Motivated by the intent of a national curriculum and its new History curriculum in Australia in 2015 to engage significantly with the General Capability of ‘intercultural understanding’, a literature review was conducted to determine the interpretation and conceptualisation of interculturality in history education. The review revealed that although there is an increase in scholarly literature, both in Australia and internationally, that underpins the theorizing of intercultural education (see Abdallah‐Pretceille, 2006; Abdou, 2017; Gorski, 2008; Gundara, 2014; Halse, 2015; Moss, O’Mara, & McCandless, 2017) there is a paucity of literature that theorizes interculturality specifically for the teaching and learning of history, notwithstanding the most recent scholarly research conducted by Nordgren and Johansson (Nordgren, 2017; Nordgren & Johansson, 2014). In response, this paper addresses a gap in the knowledge of how teaching an intercultural history in schools can be advanced in theory.
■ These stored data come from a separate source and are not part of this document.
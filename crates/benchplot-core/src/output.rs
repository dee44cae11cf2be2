//! 出力先ディレクトリとファイル名接頭辞

use std::path::{Path, PathBuf};

use chrono::Local;

/// 接頭辞に埋め込むタイムスタンプの書式
pub const TIMESTAMP_FORMAT: &str = "%d%m%Y-%H%M%S";

/// 出力名の組み立てに必要な実行条件
#[derive(Debug, Clone)]
pub struct OutputNaming<'a> {
    pub domain: &'a str,
    pub subdomain: &'a str,
    pub size: u32,
    pub heuristic: &'a str,
    /// 指定時はタイムスタンプの代わりにディレクトリ階層として使う
    pub out_time: Option<&'a str>,
    pub out_suffix: Option<&'a str>,
    pub removed: &'a [String],
    pub size_in_name: bool,
    pub heuristic_in_name: bool,
}

impl OutputNaming<'_> {
    /// `<plots_root>/[<out_time>/]<domain>`
    pub fn directory(&self, plots_root: &Path) -> PathBuf {
        let mut dir = plots_root.to_path_buf();
        if let Some(tag) = self.out_time {
            dir.push(tag);
        }
        dir.join(self.domain)
    }

    /// ファイル名の接頭辞。`timestamp` は `out_time` 未指定時のみ使う。
    pub fn prefix(&self, timestamp: &str) -> String {
        let mut prefix = format!("{}-{}-", self.domain, self.subdomain);
        if self.size_in_name {
            prefix.push_str(&format!("{}-", self.size));
        }
        if self.heuristic_in_name {
            prefix.push_str(&format!("{}-", self.heuristic));
        }
        if self.out_time.is_none() {
            prefix.push_str(&format!("{timestamp}-"));
        }
        if let Some(suffix) = self.out_suffix {
            prefix.push_str(&format!("{suffix}-"));
        }
        for alg in self.removed {
            prefix.push_str(&format!("no-{alg}-"));
        }
        prefix
    }
}

/// 現在時刻（ローカル）のタイムスタンプ
pub fn timestamp_now() -> String {
    Local::now().format(TIMESTAMP_FORMAT).to_string()
}

/// ディレクトリが無ければ作成する
pub fn ensure_dir(dir: &Path) -> std::io::Result<()> {
    if !dir.exists() {
        log::debug!("creating output directory {}", dir.display());
        std::fs::create_dir_all(dir)?;
    }
    Ok(())
}

#[cfg(test)]
mod tests {
    use super::*;

    fn naming<'a>(removed: &'a [String]) -> OutputNaming<'a> {
        OutputNaming {
            domain: "pancake",
            subdomain: "regular",
            size: 16,
            heuristic: "gap",
            out_time: None,
            out_suffix: None,
            removed,
            size_in_name: true,
            heuristic_in_name: true,
        }
    }

    #[test]
    fn prefix_includes_size_heuristic_and_timestamp() {
        let n = naming(&[]);
        assert_eq!(n.prefix("01012026-120000"), "pancake-regular-16-gap-01012026-120000-");
    }

    #[test]
    fn out_time_replaces_timestamp_and_nests_directory() {
        let removed = vec!["dps".to_string(), "ees".to_string()];
        let n = OutputNaming {
            out_time: Some("run1"),
            out_suffix: Some("final"),
            size_in_name: false,
            heuristic_in_name: false,
            ..naming(&removed)
        };
        assert_eq!(n.prefix("ignored"), "pancake-regular-final-no-dps-no-ees-");
        assert_eq!(n.directory(Path::new("plots")), Path::new("plots/run1/pancake"));
    }

    #[test]
    fn timestamp_has_expected_shape() {
        let ts = timestamp_now();
        assert_eq!(ts.len(), 15);
        assert_eq!(ts.as_bytes()[8], b'-');
    }

    #[test]
    fn ensure_dir_creates_nested_path() {
        let tmp = tempfile::tempdir().unwrap();
        let dir = tmp.path().join("a").join("b");
        ensure_dir(&dir).unwrap();
        assert!(dir.is_dir());
        ensure_dir(&dir).unwrap();
    }
}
The complexity of interculturality for history education cannot be denied. Based on the findings of the initial study that contributes to this paper, it is deemed a latent but disruptive tension that challenges ethnocentric underpinnings of contemporary history education. Key literatures evidence that historical thinking in Australia, as in other western countries, remains rooted in an historical consciousness that conceives identity in terms of ‘master narratives’ and discursive conditions (Rüsen, 2004; Salter & Maxwell, 2016). Moreover, there is striking evidence from the study that teachers genuinely grapple with the complexities associated with interculturality and the teaching of history and that history textbooks lag further behind in the interpretation of this concept. Therefore the theorizing of interculturality for secondary history education is warranted and contributes to new scholarship in a field that grows under the auspice of globalisation and its social and political pressures.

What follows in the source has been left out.